Travel Team News and Coach reflections: 

For the first time in recent years, select sailors from the DPYC Travel Team traveled across the continent to compete against some of the best youth sailors from this country and abroad. DPYC Sailors Hannah Carter and Sam Kipper traveled to Jensen Beach, Florida to compete in the C420 International Mid Winter Championship, race against 106 other boats, and fly our burgee on a foreign shore. 

Thursday / Friday: After a regular day of practice, we hopped in an uber and boarded a delayed red-eye to Fort Lauderdale. Leaving anywhere at midnight and traveling far into the future (we arrived at 8:00am EST) is never ideal, but spirits were high even as we left from the airport and headed straight-to the Martin County Sailing Center for venue practice. Thanks to the Dana Point Harbor Youth Foundation, the girls were able to charter a brand new Z-Force C420 and after a 2 hour drive, pickup, and rigging, we hit the water with other clubs from Annapolis, Connecticut, the Virgin Islands, and San Francisco to get a feel for the water and wind conditions on the Intra-coastal Waterway. 

The First Day: Challenges Abound
Saturday would be the first full day of racing and qualifiers in sustained heavy winds of 15-20kts. Calamity would strike in every race - A back row start in the first race, a fouled spinnaker the second, a swamped boat the third (resulting in a DNF),  and a torn spinnaker in the fourth. Variables and conditions like these would take the heart of any sailor, including myself, but despite the hardships and a silver fleet placing, Hannah and Sam finished the day with smiles and ready for the next bout. 

The Second Day: Starts
Sunday brought together a silver fleet of 53 boats of mixed ages, affiliations, and skill levels. The breeze had switched; abandoning it's north-eastern post and swapped for a westerly off-shore zephyr. Today, everything was ironed out. With a re-tuned boat, a new spinnaker, and a better idea of what was to come, our sailors headed out with a renewed sense of self and presence on the race course. Eager beavers would result in the a general recall, then the U flag, and eventually, black flag starts for the rest of the day. The first race - a second row start and 36th place finish The second race - Black Flagged. After some post race coaching and deliberation - finding a hole and defending position on the line became more natural and things started to improve - a 22nd place finish was to follow. In the final race of the day, the wind shifted hard left after the right had been favored all day; lifting the sailors that had chosen that line. We finished the day in 36th. 

The Final Day: Boat Speed Revelations
Monday proved to be the lightest day of all - with wind speeds dipping as low as 3 its (postponing the starts of multiple races) and as high as 14kts. Today would also be our best day, a day filled with massive improvement, good starts, and super scooty boat-speed. The day started off like the one before, a rough start with a quick comeback, a quick moment in front of the entire fleet, and ultimately a 38th place finish. The second race - a first row start, a far right advantage, a better understanding of the relationship between a flat boat and speed, and ultimately a 24th place finish. The third and final race - a bad start, a push for the front, excellent form, the best boat speed of the day, and ultimately a 15th place finish. - refer to this later as "the click" 

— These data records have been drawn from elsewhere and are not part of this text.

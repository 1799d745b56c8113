//! Access log format module
//!
//! Supports multiple log formats:
//! - `combined` (Apache/Nginx combined format)
//! - `common` (Common Log Format - CLF)
//! - `json` (JSON structured logging)
//! - Custom patterns with variables

use chrono::Local;

/// Access log entry containing all request/response information
#[derive(Debug, Clone)]
pub struct AccessLogEntry {
    /// Client IP address
    pub remote_addr: String,
    /// Request timestamp
    pub time: chrono::DateTime<Local>,
    /// HTTP method as it appeared on the request line
    pub method: String,
    /// Request URI path
    pub path: String,
    /// Query string (without leading ?)
    pub query: Option<String>,
    /// HTTP version (1.0, 1.1, 2)
    pub http_version: String,
    /// Response status code
    pub status: u16,
    /// Response body size in bytes
    pub body_bytes: usize,
    /// Referer header
    pub referer: Option<String>,
    /// User-Agent header
    pub user_agent: Option<String>,
    /// Request processing time in microseconds
    pub request_time_us: u64,
}

impl AccessLogEntry {
    /// Create a new access log entry with current timestamp
    pub fn new(remote_addr: String, method: String, path: String) -> Self {
        Self {
            remote_addr,
            time: Local::now(),
            method,
            path,
            query: None,
            http_version: "1.1".to_string(),
            status: 200,
            body_bytes: 0,
            referer: None,
            user_agent: None,
            request_time_us: 0,
        }
    }

    /// Format the log entry according to the specified format
    pub fn format(&self, format: &str) -> String {
        match format {
            "combined" => self.format_combined(),
            "common" => self.format_common(),
            "json" => self.format_json(),
            custom => self.format_custom(custom),
        }
    }

    /// Apache/Nginx Combined Log Format
    /// `$remote_addr - - [$time_local] "$request" $status $body_bytes_sent "$http_referer" "$http_user_agent"`
    fn format_combined(&self) -> String {
        format!(
            "{} - - [{}] \"{} {}{} HTTP/{}\" {} {} \"{}\" \"{}\"",
            self.remote_addr,
            self.time.format("%d/%b/%Y:%H:%M:%S %z"),
            self.method,
            self.path,
            self.query
                .as_ref()
                .map(|q| format!("?{q}"))
                .unwrap_or_default(),
            self.http_version,
            self.status,
            self.body_bytes,
            self.referer.as_deref().unwrap_or("-"),
            self.user_agent.as_deref().unwrap_or("-"),
        )
    }

    /// Common Log Format (CLF)
    /// `$remote_addr - - [$time_local] "$request" $status $body_bytes_sent`
    fn format_common(&self) -> String {
        format!(
            "{} - - [{}] \"{} {}{} HTTP/{}\" {} {}",
            self.remote_addr,
            self.time.format("%d/%b/%Y:%H:%M:%S %z"),
            self.method,
            self.path,
            self.query
                .as_ref()
                .map(|q| format!("?{q}"))
                .unwrap_or_default(),
            self.http_version,
            self.status,
            self.body_bytes,
        )
    }

    /// JSON structured log format (one object per line)
    fn format_json(&self) -> String {
        serde_json::json!({
            "remote_addr": self.remote_addr,
            "time": self.time.to_rfc3339(),
            "method": self.method,
            "path": self.path,
            "query": self.query,
            "http_version": self.http_version,
            "status": self.status,
            "body_bytes": self.body_bytes,
            "referer": self.referer,
            "user_agent": self.user_agent,
            "request_time_us": self.request_time_us,
        })
        .to_string()
    }

    /// Custom format with variable substitution
    ///
    /// Supported variables:
    /// - `$remote_addr` - Client IP address
    /// - `$time_local` - Local time in Common Log Format
    /// - `$time_iso8601` - ISO 8601 timestamp
    /// - `$request` - Full request line ("METHOD /path HTTP/version")
    /// - `$request_method` - HTTP method
    /// - `$request_uri` - Request URI with query string
    /// - `$status` - Response status code
    /// - `$body_bytes_sent` - Response body size
    /// - `$http_referer` - Referer header
    /// - `$http_user_agent` - User-Agent header
    /// - `$request_time` - Request processing time in seconds (3 decimal places)
    ///
    /// Substitution is a single pass over the pattern: a substituted value is
    /// never rescanned, so request data that happens to spell a variable name
    /// (e.g. a method of `$status`) stays literal in the log line.
    fn format_custom(&self, pattern: &str) -> String {
        let request_uri = if let Some(q) = &self.query {
            format!("{}?{}", self.path, q)
        } else {
            self.path.clone()
        };

        let request_line = format!("{} {} HTTP/{}", self.method, request_uri, self.http_version);

        #[allow(clippy::cast_precision_loss)]
        let request_time = self.request_time_us as f64 / 1_000_000.0;

        // Longer names first so $request_time is never read as $request
        let variables = [
            ("$body_bytes_sent", self.body_bytes.to_string()),
            (
                "$http_user_agent",
                self.user_agent.as_deref().unwrap_or("-").to_string(),
            ),
            ("$request_method", self.method.clone()),
            (
                "$http_referer",
                self.referer.as_deref().unwrap_or("-").to_string(),
            ),
            ("$request_time", format!("{request_time:.3}")),
            ("$time_iso8601", self.time.to_rfc3339()),
            ("$remote_addr", self.remote_addr.clone()),
            ("$request_uri", request_uri),
            (
                "$time_local",
                self.time.format("%d/%b/%Y:%H:%M:%S %z").to_string(),
            ),
            ("$request", request_line),
            ("$status", self.status.to_string()),
        ];

        let mut out = String::with_capacity(pattern.len());
        let mut rest = pattern;
        while let Some(dollar) = rest.find('$') {
            out.push_str(&rest[..dollar]);
            rest = &rest[dollar..];
            if let Some((name, value)) = variables.iter().find(|(name, _)| rest.starts_with(name)) {
                out.push_str(value);
                rest = &rest[name.len()..];
            } else {
                // Unknown variable, keep the dollar sign literal
                out.push('$');
                rest = &rest[1..];
            }
        }
        out.push_str(rest);
        out
    }
}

From here, it was a race to the shoreline. It was just about 2:30 when the races finished and our flight was leaving in 5 hours. Between now and then we had to make the half hour tow back to the sailing center, de-rig and pack up the C420, pack up and ship out the coach boat, and hope to all the Lords and Ladies of the Wind and Sea that we didn't hit any traffic on the way back. We did hit traffic, and we did get to the airport late, but we made it to our gate with 10 minutes to final boarding and headed home. 

Coach Reflections:
Now it's only fair to read this breakdown and think "well...that didn't go very well", and that, my reader, is a totally fair and reasonable conclusion to come to. No - We didn't place very high and yes, a plethora of mistakes were made but our attendance at this event was neither focused on victory in the numbers or perfection on the course; it was focused on learning and experience. 

The road to success for dinghy sailors is paved with loss, hardship, and an incredible amount of practice. It is through blown out spinnakers, 3rd row starts, protests, and new and challenging conditions and venues that athletes in this sport move on to greatness. It doesn't happen overnight or in the 3rd regatta in a new boat. When we decided to take on this first big travel regatta, it was with this in mind that I re-assured our sailors, plain and simply, that it's ok to lose, it's ok to take mid fleet - to put the glory and weight of winning out of their heads and to instead replace it with sailing and competition in the context of pushing themselves further, of mastering one more skill, of the love and discipline of water, and most of all - in the context of good fun. We (myself included) forget this far too often. 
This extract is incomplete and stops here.